▶ **Exercise details**:
Only the lines with "data" in the entries below belong in the answer; please copy them.

=== Section Start ===

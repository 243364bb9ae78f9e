//! Fixed-point helpers
//!
//! The G.722 arithmetic runs on 32-bit intermediates that are forced back into
//! the signed 16-bit range at specific points. Overflow must clamp, never wrap.

/// Saturate a 32-bit intermediate to the signed 16-bit range
///
/// Values that survive a round trip through `i16` pass through unchanged;
/// anything else is clamped to `i16::MAX` or `i16::MIN`.
#[inline]
pub fn saturate(amp: i32) -> i32 {
    let amp16 = amp as i16;
    if amp == i32::from(amp16) {
        amp
    } else if amp > i32::from(i16::MAX) {
        i32::from(i16::MAX)
    } else {
        i32::from(i16::MIN)
    }
}

/// Sign of a saturated 16-bit value: `0` for non-negative, `-1` for negative
#[inline]
pub(crate) fn sign(value: i32) -> i32 {
    value >> 15
}
//! Basic G.722 Tests
//!
//! Codec creation, configuration errors and the fixed-size reference
//! scenarios.

use super::utils::*;
use crate::codecs::g722::state::Band;
use crate::codecs::g722::{G722Codec, G722Decoder, G722Encoder};
use crate::error::CodecError;
use crate::types::{AudioCodec, AudioCodecExt, Bitrate, CodecConfig, G722Options};

/// 80 samples of silence at 64 kbit/s become 40 bytes
#[test]
fn test_reference_encode_scenario() {
    let mut encoder = G722Encoder::with_rate(64000, G722Options::DEFAULT).unwrap();
    let encoded = encoder.encode_pcm_bytes(&[0u8; 160]).unwrap();
    assert_eq!(encoded.len(), 40);
    assert_eq!(encoded[0], 0xFA);
}

/// 40 bytes at 64 kbit/s become 80 samples
#[test]
fn test_reference_decode_scenario() {
    let mut decoder = G722Decoder::with_rate(64000, G722Options::DEFAULT).unwrap();
    let pcm = decoder.decode_to_pcm_bytes(&[0u8; 40]);
    assert_eq!(pcm.len(), 160);
}

/// Creation for every supported rate
#[test]
fn test_codec_creation() {
    for (rate, bits) in [(64000, 8), (56000, 7), (48000, 6)] {
        let encoder = G722Encoder::with_rate(rate, G722Options::DEFAULT).unwrap();
        assert_eq!(encoder.bits_per_sample(), bits);
        assert_eq!(encoder.bands(), &Band::new_pair());

        let decoder = G722Decoder::with_rate(rate, G722Options::DEFAULT).unwrap();
        assert_eq!(decoder.bits_per_sample(), bits);
        assert_eq!(decoder.bands(), &Band::new_pair());

        let codec = G722Codec::new(CodecConfig::new(Bitrate::from_bps(rate).unwrap()));
        assert_eq!(codec.info().bitrate, rate);
    }
}

/// Unsupported rates are rejected by both directions
#[test]
fn test_invalid_bitrate() {
    for rate in [0, 8000, 16000, 32000, 64001, u32::MAX] {
        let err = G722Encoder::with_rate(rate, G722Options::DEFAULT).unwrap_err();
        assert!(matches!(err, CodecError::InvalidBitrate { bitrate, .. } if bitrate == rate));
        assert!(!err.is_recoverable());

        assert!(G722Decoder::with_rate(rate, G722Options::DEFAULT).is_err());
    }
}

/// Unknown option bits are rejected
#[test]
fn test_invalid_options() {
    let err = CodecConfig::from_raw(64000, 0x04).unwrap_err();
    assert!(matches!(err, CodecError::InvalidConfig { .. }));

    let config = CodecConfig::from_raw(56000, 0x02).unwrap();
    assert!(config.is_packed());
    assert!(!config.is_eight_k());
}

/// Empty input is a no-op in every mode
#[test]
fn test_empty_input() {
    for config in all_configs() {
        let mut encoder = G722Encoder::new(config);
        assert!(encoder.encode(&[]).is_empty());
        assert_eq!(encoder.bands(), &Band::new_pair());

        let mut decoder = G722Decoder::new(config);
        assert!(decoder.decode(&[]).is_empty());
        assert_eq!(decoder.bands(), &Band::new_pair());
    }
}

/// Output lengths match the advertised sizes in every mode
#[test]
fn test_advertised_lengths() {
    let samples = noise(7, 8000, 321);
    let data = random_bytes(7, 97);

    for config in all_configs() {
        let mut encoder = G722Encoder::new(config);
        let expected = encoder.encoded_len(samples.len());
        assert_eq!(encoder.encode(&samples).len(), expected, "{:?}", config);

        let mut decoder = G722Decoder::new(config);
        let expected = decoder.decoded_len(data.len());
        assert_eq!(decoder.decode(&data).len(), expected, "{:?}", config);
    }
}

/// Sizing through the trait matches the direct calls
#[test]
fn test_trait_buffers() {
    let mut codec = G722Codec::new(CodecConfig::new(Bitrate::Rate48000).packed());
    let samples = sine_wave(1000.0, 16000.0, 8000.0, 160);

    let mut encoded = vec![0u8; codec.max_encoded_size(samples.len())];
    let written = codec.encode_to_buffer(&samples, &mut encoded).unwrap();
    assert_eq!(written, 60);

    let mut decoded = vec![0i16; codec.max_decoded_size(written)];
    assert_eq!(codec.decode_to_buffer(&encoded, &mut decoded).unwrap(), 160);

    let mut short = [0i16; 4];
    let err = codec.decode_to_buffer(&encoded, &mut short).unwrap_err();
    assert!(err.is_recoverable());
}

=== Section End ===

▶ **Problem solution**:
    let data = random_bytes(7, 97);
        let expected = decoder.decoded_len(data.len());
        assert_eq!(decoder.decode(&data).len(), expected, "{:?}", config);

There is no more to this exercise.